EXCERPTED DATA:

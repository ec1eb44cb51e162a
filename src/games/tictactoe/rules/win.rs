//! Win detection logic for tic-tac-toe.

use super::super::{Board, Player, Position, Square};
use tracing::instrument;

/// The eight winning lines, in scan order: rows, columns, diagonals.
pub const LINES: [[Position; 3]; 8] = [
    // Rows
    [Position::TopLeft, Position::TopCenter, Position::TopRight],
    [
        Position::MiddleLeft,
        Position::Center,
        Position::MiddleRight,
    ],
    [
        Position::BottomLeft,
        Position::BottomCenter,
        Position::BottomRight,
    ],
    // Columns
    [
        Position::TopLeft,
        Position::MiddleLeft,
        Position::BottomLeft,
    ],
    [
        Position::TopCenter,
        Position::Center,
        Position::BottomCenter,
    ],
    [
        Position::TopRight,
        Position::MiddleRight,
        Position::BottomRight,
    ],
    // Diagonals
    [Position::TopLeft, Position::Center, Position::BottomRight],
    [Position::TopRight, Position::Center, Position::BottomLeft],
];

/// Reports the winner of a board, if any.
///
/// Returns the player holding the first line (in [`LINES`] order) whose
/// three squares are occupied by the same player, `None` otherwise.
#[instrument]
pub fn evaluate_outcome(board: &Board) -> Option<Player> {
    for [a, b, c] in LINES {
        let sq = board.get(a);
        if sq != Square::Empty && sq == board.get(b) && sq == board.get(c) {
            return sq.player();
        }
    }

    None
}

#[cfg(test)]
mod tests {
    use super::*;

    fn board_with(player: Player, positions: &[Position]) -> Board {
        positions
            .iter()
            .fold(Board::new(), |board, &pos| board.with_mark(pos, player))
    }

    #[test]
    fn test_no_winner_empty_board() {
        let board = Board::new();
        assert_eq!(evaluate_outcome(&board), None);
    }

    #[test]
    fn test_winner_top_row() {
        let board = board_with(
            Player::X,
            &[Position::TopLeft, Position::TopCenter, Position::TopRight],
        );
        assert_eq!(evaluate_outcome(&board), Some(Player::X));
    }

    #[test]
    fn test_winner_diagonal() {
        let board = board_with(
            Player::O,
            &[Position::TopLeft, Position::Center, Position::BottomRight],
        );
        assert_eq!(evaluate_outcome(&board), Some(Player::O));
    }

    #[test]
    fn test_every_line_is_detected() {
        for line in LINES {
            for player in [Player::X, Player::O] {
                let board = board_with(player, &line);
                assert_eq!(evaluate_outcome(&board), Some(player), "line {:?}", line);
            }
        }
    }

    #[test]
    fn test_no_winner_incomplete() {
        let board = board_with(Player::X, &[Position::TopLeft, Position::TopCenter]);
        assert_eq!(evaluate_outcome(&board), None);
    }

    #[test]
    fn test_mixed_line_is_not_a_win() {
        let board = board_with(Player::X, &[Position::TopLeft, Position::TopCenter])
            .with_mark(Position::TopRight, Player::O);
        assert_eq!(evaluate_outcome(&board), None);
    }

    #[test]
    fn test_first_line_in_scan_order_wins() {
        // Unreachable in play, but the scan order decides: top row before bottom row.
        let board = board_with(
            Player::O,
            &[
                Position::BottomLeft,
                Position::BottomCenter,
                Position::BottomRight,
            ],
        );
        let board = [Position::TopLeft, Position::TopCenter, Position::TopRight]
            .into_iter()
            .fold(board, |b, pos| b.with_mark(pos, Player::X));
        assert_eq!(evaluate_outcome(&board), Some(Player::X));
    }
}
//! Keyboard handling: cursor movement and key-to-action mapping.

use crossterm::event::{KeyCode, KeyEvent, KeyModifiers};
use strictly_tictactoe::Position;

/// What a key press asks the app to do.
#[derive(Debug, Clone, Copy, PartialEq, Eq)]
pub enum Action {
    /// Move the cursor.
    MoveCursor(KeyCode),
    /// Play the square under the cursor.
    PlayCursor,
    /// Play a square chosen by digit.
    Play(Position),
    /// Start a new game in the same mode.
    Reset,
    /// Switch between player-vs-player and player-vs-bot.
    ToggleMode,
    /// Leave the game.
    Quit,
}

/// Maps a key event to an action, if it means anything.
pub fn action_for(key: KeyEvent) -> Option<Action> {
    if key.modifiers.contains(KeyModifiers::CONTROL) && key.code == KeyCode::Char('c') {
        return Some(Action::Quit);
    }

    match key.code {
        KeyCode::Up | KeyCode::Down | KeyCode::Left | KeyCode::Right => {
            Some(Action::MoveCursor(key.code))
        }
        KeyCode::Enter | KeyCode::Char(' ') => Some(Action::PlayCursor),
        KeyCode::Char('q') | KeyCode::Esc => Some(Action::Quit),
        KeyCode::Char('r') => Some(Action::Reset),
        KeyCode::Char('m') => Some(Action::ToggleMode),
        KeyCode::Char(c) => Position::from_key(c).map(Action::Play),
        _ => None,
    }
}

/// Moves cursor based on arrow keys. The cursor stops at the edges.
pub fn move_cursor(cursor: Position, key: KeyCode) -> Position {
    let idx = cursor.to_index();
    let (row, col) = (idx / 3, idx % 3);

    let (row, col) = match key {
        KeyCode::Up => (row.saturating_sub(1), col),
        KeyCode::Down => ((row + 1).min(2), col),
        KeyCode::Left => (row, col.saturating_sub(1)),
        KeyCode::Right => (row, (col + 1).min(2)),
        _ => (row, col),
    };

    Position::from_index(row * 3 + col).unwrap_or(cursor)
}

DIRECTIONS: Everything in the listing must be written out again without any change.

SOLUTION FOR THIS EXERCISE:
repository ec1eb44cb51e162a
filename src/games/tictactoe/rules/win.rs
//! Win detection logic for tic-tac-toe.

use super::super::{Board, Player, Position, Square};
use tracing::instrument;

/// The eight winning lines, in scan order: rows, columns, diagonals.
pub const LINES: [[Position; 3]; 8] = [
    // Rows
    [Position::TopLeft, Position::TopCenter, Position::TopRight],
    [
        Position::MiddleLeft,
        Position::Center,
        Position::MiddleRight,
    ],
    [
        Position::BottomLeft,
        Position::BottomCenter,
        Position::BottomRight,
    ],
    // Columns
    [
        Position::TopLeft,
        Position::MiddleLeft,
        Position::BottomLeft,
    ],
    [
        Position::TopCenter,
        Position::Center,
        Position::BottomCenter,
    ],
    [
        Position::TopRight,
        Position::MiddleRight,
        Position::BottomRight,
    ],
    // Diagonals
    [Position::TopLeft, Position::Center, Position::BottomRight],
    [Position::TopRight, Position::Center, Position::BottomLeft],
];

/// Reports the winner of a board, if any.
///
/// Returns the player holding the first line (in [`LINES`] order) whose
/// three squares are occupied by the same player, `None` otherwise.
#[instrument]
pub fn evaluate_outcome(board: &Board) -> Option<Player> {
    for [a, b, c] in LINES {
        let sq = board.get(a);
        if sq != Square::Empty && sq == board.get(b) && sq == board.get(c) {
            return sq.player();
        }
    }

    None
}

#[cfg(test)]
mod tests {
    use super::*;

    fn board_with(player: Player, positions: &[Position]) -> Board {
        positions
            .iter()
            .fold(Board::new(), |board, &pos| board.with_mark(pos, player))
    }

    #[test]
    fn test_no_winner_empty_board() {
        let board = Board::new();
        assert_eq!(evaluate_outcome(&board), None);
    }

    #[test]
    fn test_winner_top_row() {
        let board = board_with(
            Player::X,
            &[Position::TopLeft, Position::TopCenter, Position::TopRight],
        );
        assert_eq!(evaluate_outcome(&board), Some(Player::X));
    }

    #[test]
    fn test_winner_diagonal() {
        let board = board_with(
            Player::O,
            &[Position::TopLeft, Position::Center, Position::BottomRight],
        );
        assert_eq!(evaluate_outcome(&board), Some(Player::O));
    }

    #[test]
    fn test_every_line_is_detected() {
        for line in LINES {
            for player in [Player::X, Player::O] {
                let board = board_with(player, &line);
                assert_eq!(evaluate_outcome(&board), Some(player), "line {:?}", line);
            }
        }
    }

    #[test]
    fn test_no_winner_incomplete() {
        let board = board_with(Player::X, &[Position::TopLeft, Position::TopCenter]);
        assert_eq!(evaluate_outcome(&board), None);
    }

    #[test]
    fn test_mixed_line_is_not_a_win() {
        let board = board_with(Player::X, &[Position::TopLeft, Position::TopCenter])
            .with_mark(Position::TopRight, Player::O);
        assert_eq!(evaluate_outcome(&board), None);
    }

    #[test]
    fn test_first_line_in_scan_order_wins() {
        // Unreachable in play, but the scan order decides: top row before bottom row.
        let board = board_with(
            Player::O,
            &[
                Position::BottomLeft,
                Position::BottomCenter,
                Position::BottomRight,
            ],
        );
        let board = [Position::TopLeft, Position::TopCenter, Position::TopRight]
            .into_iter()
            .fold(board, |b, pos| b.with_mark(pos, Player::X));
        assert_eq!(evaluate_outcome(&board), Some(Player::X));
    }
}
//! Keyboard handling: cursor movement and key-to-action mapping.

use crossterm::event::{KeyCode, KeyEvent, KeyModifiers};
use strictly_tictactoe::Position;

/// What a key press asks the app to do.
#[derive(Debug, Clone, Copy, PartialEq, Eq)]
pub enum Action {
    /// Move the cursor.
    MoveCursor(KeyCode),
    /// Play the square under the cursor.
    PlayCursor,
    /// Play a square chosen by digit.
    Play(Position),
    /// Start a new game in the same mode.
    Reset,
    /// Switch between player-vs-player and player-vs-bot.
    ToggleMode,
    /// Leave the game.
    Quit,
}

/// Maps a key event to an action, if it means anything.
pub fn action_for(key: KeyEvent) -> Option<Action> {
    if key.modifiers.contains(KeyModifiers::CONTROL) && key.code == KeyCode::Char('c') {
        return Some(Action::Quit);
    }

    match key.code {
        KeyCode::Up | KeyCode::Down | KeyCode::Left | KeyCode::Right => {
            Some(Action::MoveCursor(key.code))
        }
        KeyCode::Enter | KeyCode::Char(' ') => Some(Action::PlayCursor),
        KeyCode::Char('q') | KeyCode::Esc => Some(Action::Quit),
        KeyCode::Char('r') => Some(Action::Reset),
        KeyCode::Char('m') => Some(Action::ToggleMode),
        KeyCode::Char(c) => Position::from_key(c).map(Action::Play),
        _ => None,
    }
}

/// Moves cursor based on arrow keys. The cursor stops at the edges.
pub fn move_cursor(cursor: Position, key: KeyCode) -> Position {
    let idx = cursor.to_index();
    let (row, col) = (idx / 3, idx % 3);

    let (row, col) = match key {
        KeyCode::Up => (row.saturating_sub(1), col),
        KeyCode::Down => ((row + 1).min(2), col),
        KeyCode::Left => (row, col.saturating_sub(1)),
        KeyCode::Right => (row, (col + 1).min(2)),
        _ => (row, col),
    };

    Position::from_index(row * 3 + col).unwrap_or(cursor)
}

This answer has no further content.